#### Aim of the task:
Could you please find each line in the records that contains the word "ComponentPropertyValue" and copy it?

#### Available data:
* * * *

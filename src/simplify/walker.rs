//! Depth-first walk from raw nodes to [`SimplifiedNode`]s

use crate::error::{Result, SimplifyError};
use crate::parser::ComponentLookup;
use crate::types::{ComponentPropertyValue, SimplifiedNode, IMAGE_SVG_TYPE};
use serde_json::Value as JsonValue;

use super::builders::{
    build_border_radius, build_effects, build_layout, build_stroke, build_text_style, visible_paints,
};
use super::raw::{get_array, get_bounding_box, get_f64, get_non_empty_array, get_str, is_visible};
use super::vars::{
    GlobalVars, EFFECT_PREFIX, FILL_PREFIX, LAYOUT_PREFIX, STROKE_PREFIX, TEXT_STYLE_PREFIX,
};
use super::SimplifyOptions;

/// Read-only inputs shared by every step of a walk
#[derive(Debug, Clone, Copy)]
pub struct WalkContext<'a> {
    pub components: &'a ComponentLookup,
    pub options: &'a SimplifyOptions,
}

/// Simplify a list of sibling nodes, dropping hidden ones
///
/// `parent` is the raw node the siblings belong to, `depth` their depth
/// (top-level nodes are at depth 0).
pub fn simplify_nodes(
    nodes: &[JsonValue],
    parent: Option<&JsonValue>,
    depth: usize,
    ctx: &WalkContext<'_>,
    globals: &mut GlobalVars,
) -> Result<Vec<SimplifiedNode>> {
    let mut simplified = Vec::with_capacity(nodes.len());
    for node in nodes {
        if let Some(node) = simplify_node(node, parent, depth, ctx, globals)? {
            simplified.push(node);
        }
    }
    Ok(simplified)
}

/// Simplify one raw node and its visible subtree
///
/// # Returns
/// * `Ok(Some(node))` - The simplified node
/// * `Ok(None)` - If the node is hidden or beyond the configured depth
/// * `Err(SimplifyError)` - If the node is not a JSON object
pub fn simplify_node(
    node: &JsonValue,
    parent: Option<&JsonValue>,
    depth: usize,
    ctx: &WalkContext<'_>,
    globals: &mut GlobalVars,
) -> Result<Option<SimplifiedNode>> {
    if !node.is_object() {
        return Err(SimplifyError::InvalidInput(format!(
            "expected a node object at depth {}, found {}",
            depth, node
        )));
    }
    if !is_visible(node) {
        tracing::debug!(id = get_str(node, "id").unwrap_or_default(), "skipping hidden node");
        return Ok(None);
    }
    if ctx.options.max_depth.is_some_and(|max| depth > max) {
        return Ok(None);
    }

    let node_type = get_str(node, "type").unwrap_or_default();
    let mut simplified = SimplifiedNode {
        id: get_str(node, "id").unwrap_or_default().to_string(),
        name: get_str(node, "name").unwrap_or_default().to_string(),
        node_type: node_type.to_string(),
        bounding_box: get_bounding_box(node, "absoluteBoundingBox"),
        ..SimplifiedNode::default()
    };

    let text_style = build_text_style(node);
    if !text_style.is_empty() {
        simplified.text_style = Some(globals.intern_or_create(text_style, TEXT_STYLE_PREFIX));
    }

    if get_non_empty_array(node, "fills").is_some() {
        let fills = visible_paints(node, "fills");
        if !fills.is_empty() {
            simplified.fills = Some(globals.intern_or_create(fills, FILL_PREFIX));
        }
    }

    let stroke = build_stroke(node);
    if !stroke.colors.is_empty() {
        simplified.strokes = Some(globals.intern_or_create(stroke, STROKE_PREFIX));
    }

    let effects = build_effects(node);
    if !effects.is_empty() {
        simplified.effects = Some(globals.intern_or_create(effects, EFFECT_PREFIX));
    }

    let layout = build_layout(node, parent);
    if !layout.is_bare() {
        simplified.layout = Some(globals.intern_or_create(layout, LAYOUT_PREFIX));
    }

    simplified.text = get_str(node, "characters")
        .filter(|text| !text.is_empty())
        .map(str::to_string);
    simplified.opacity = get_f64(node, "opacity").filter(|opacity| *opacity != 1.0);
    simplified.border_radius = build_border_radius(node);

    let component_id = get_str(node, "componentId").filter(|_| node_type == "INSTANCE");
    if let Some(component_id) = component_id {
        // Instances are opaque leaves: their internals belong to the component
        match ctx.components.resolve(component_id) {
            Some(component) => {
                simplified.component_name = Some(component.name).filter(|name| !name.is_empty());
                simplified.component_remote = component.remote;
            }
            None => tracing::warn!(
                id = %simplified.id,
                component_id,
                "instance references an unknown component"
            ),
        }
        simplified.component_properties = component_properties(node);
    } else if let Some(children) = get_array(node, "children") {
        simplified.children = simplify_nodes(children, Some(node), depth + 1, ctx, globals)?;
    }

    if node_type == "VECTOR" {
        simplified.node_type = IMAGE_SVG_TYPE.to_string();
    }

    Ok(Some(simplified))
}

/// Instance property overrides in source order, values stringified
///
/// Overrides without a value are skipped.
fn component_properties(node: &JsonValue) -> Vec<ComponentPropertyValue> {
    let Some(properties) = node.get("componentProperties").and_then(|v| v.as_object()) else {
        return Vec::new();
    };

    properties
        .iter()
        .filter_map(|(name, property)| {
            let value = match property.get("value") {
                None | Some(JsonValue::Null) => return None,
                Some(JsonValue::String(s)) => s.clone(),
                Some(other) => other.to_string(),
            };
            if value.is_empty() {
                return None;
            }
            Some(ComponentPropertyValue {
                name: name.clone(),
                value,
                property_type: get_str(property, "type").unwrap_or_default().to_string(),
            })
        })
        .collect()
}
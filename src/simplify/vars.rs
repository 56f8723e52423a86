//! Content-addressed table of shared style values
//!
//! Every style category is interned here so that structurally equal values are
//! emitted once and referenced by id from each node that uses them.

use super::builders::{EffectsStyle, NormalizedPaint, SimplifiedLayout, StrokeStyle, TextStyle};
use indexmap::IndexMap;
use serde::Serialize;
use std::collections::HashMap;

pub const TEXT_STYLE_PREFIX: &str = "style";
pub const FILL_PREFIX: &str = "fill";
pub const STROKE_PREFIX: &str = "stroke";
pub const EFFECT_PREFIX: &str = "effect";
pub const LAYOUT_PREFIX: &str = "layout";

/// 36^6, the number of distinct six-character suffixes
const SUFFIX_SPACE: u64 = 2_176_782_336;
/// Coprime with 36, so `n * SUFFIX_STRIDE mod SUFFIX_SPACE` is a bijection
const SUFFIX_STRIDE: u64 = 1_000_003;
const SUFFIX_ALPHABET: &[u8; 36] = b"0123456789ABCDEFGHIJKLMNOPQRSTUVWXYZ";

/// Any value that can live in the table
#[derive(Debug, Clone, PartialEq, Serialize)]
#[serde(untagged)]
pub enum StyleValue {
    Text(TextStyle),
    Fills(Vec<NormalizedPaint>),
    Stroke(StrokeStyle),
    Effects(EffectsStyle),
    Layout(SimplifiedLayout),
}

impl StyleValue {
    fn variant(&self) -> &'static str {
        match self {
            StyleValue::Text(_) => "text",
            StyleValue::Fills(_) => "fills",
            StyleValue::Stroke(_) => "stroke",
            StyleValue::Effects(_) => "effects",
            StyleValue::Layout(_) => "layout",
        }
    }

    /// Canonical lookup key: variant plus serialized content
    ///
    /// Derived serializers emit fields in declaration order, so equal values
    /// always produce equal keys.
    fn lookup_key(&self) -> Option<String> {
        let body = serde_json::to_string(self).ok()?;
        Some(format!("{}:{}", self.variant(), body))
    }
}

impl From<TextStyle> for StyleValue {
    fn from(value: TextStyle) -> Self {
        StyleValue::Text(value)
    }
}

impl From<Vec<NormalizedPaint>> for StyleValue {
    fn from(value: Vec<NormalizedPaint>) -> Self {
        StyleValue::Fills(value)
    }
}

impl From<StrokeStyle> for StyleValue {
    fn from(value: StrokeStyle) -> Self {
        StyleValue::Stroke(value)
    }
}

impl From<EffectsStyle> for StyleValue {
    fn from(value: EffectsStyle) -> Self {
        StyleValue::Effects(value)
    }
}

impl From<SimplifiedLayout> for StyleValue {
    fn from(value: SimplifiedLayout) -> Self {
        StyleValue::Layout(value)
    }
}

/// Interning table shared by one tree walk
///
/// Serializes as `{"styles": {id: value, ...}}` in insertion order. Not meant
/// to be shared between concurrent walks: each walk owns its table.
#[derive(Debug, Clone, Default, PartialEq, Serialize)]
pub struct GlobalVars {
    styles: IndexMap<String, StyleValue>,
    /// Lookup key of every entry to its id
    #[serde(skip)]
    index: HashMap<String, String>,
    #[serde(skip)]
    counter: u64,
}

impl GlobalVars {
    pub fn new() -> Self {
        Self::default()
    }

    /// Return the id of an entry deep-equal to `value`, inserting it under a
    /// fresh `prefix`-scoped id if there is none
    ///
    /// An existing match leaves the table untouched.
    pub fn intern_or_create(&mut self, value: impl Into<StyleValue>, prefix: &str) -> String {
        let value = value.into();
        let key = value.lookup_key();

        let existing = match &key {
            Some(key) => self.index.get(key).cloned(),
            None => self
                .styles
                .iter()
                .find(|(_, existing)| **existing == value)
                .map(|(id, _)| id.clone()),
        };
        if let Some(id) = existing {
            return id;
        }

        let id = loop {
            let candidate = format!("{}-{}", prefix, self.next_suffix());
            if !self.styles.contains_key(&candidate) {
                break candidate;
            }
        };
        tracing::debug!(id = %id, "interned new global variable");
        if let Some(key) = key {
            self.index.insert(key, id.clone());
        }
        self.styles.insert(id.clone(), value);
        id
    }

    pub fn get(&self, id: &str) -> Option<&StyleValue> {
        self.styles.get(id)
    }

    pub fn len(&self) -> usize {
        self.styles.len()
    }

    pub fn is_empty(&self) -> bool {
        self.styles.is_empty()
    }

    pub fn iter(&self) -> impl Iterator<Item = (&String, &StyleValue)> {
        self.styles.iter()
    }

    /// Six opaque base-36 characters, distinct for every call on this table
    fn next_suffix(&mut self) -> String {
        self.counter += 1;
        let mut n = (self.counter % SUFFIX_SPACE) * SUFFIX_STRIDE % SUFFIX_SPACE;
        let mut suffix = [b'0'; 6];
        for slot in suffix.iter_mut().rev() {
            *slot = SUFFIX_ALPHABET[(n % 36) as usize];
            n /= 36;
        }
        suffix.iter().map(|b| *b as char).collect()
    }
}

* * * *

#### Problem solution:
use crate::types::{ComponentPropertyValue, SimplifiedNode, IMAGE_SVG_TYPE};
fn component_properties(node: &JsonValue) -> Vec<ComponentPropertyValue> {
            Some(ComponentPropertyValue {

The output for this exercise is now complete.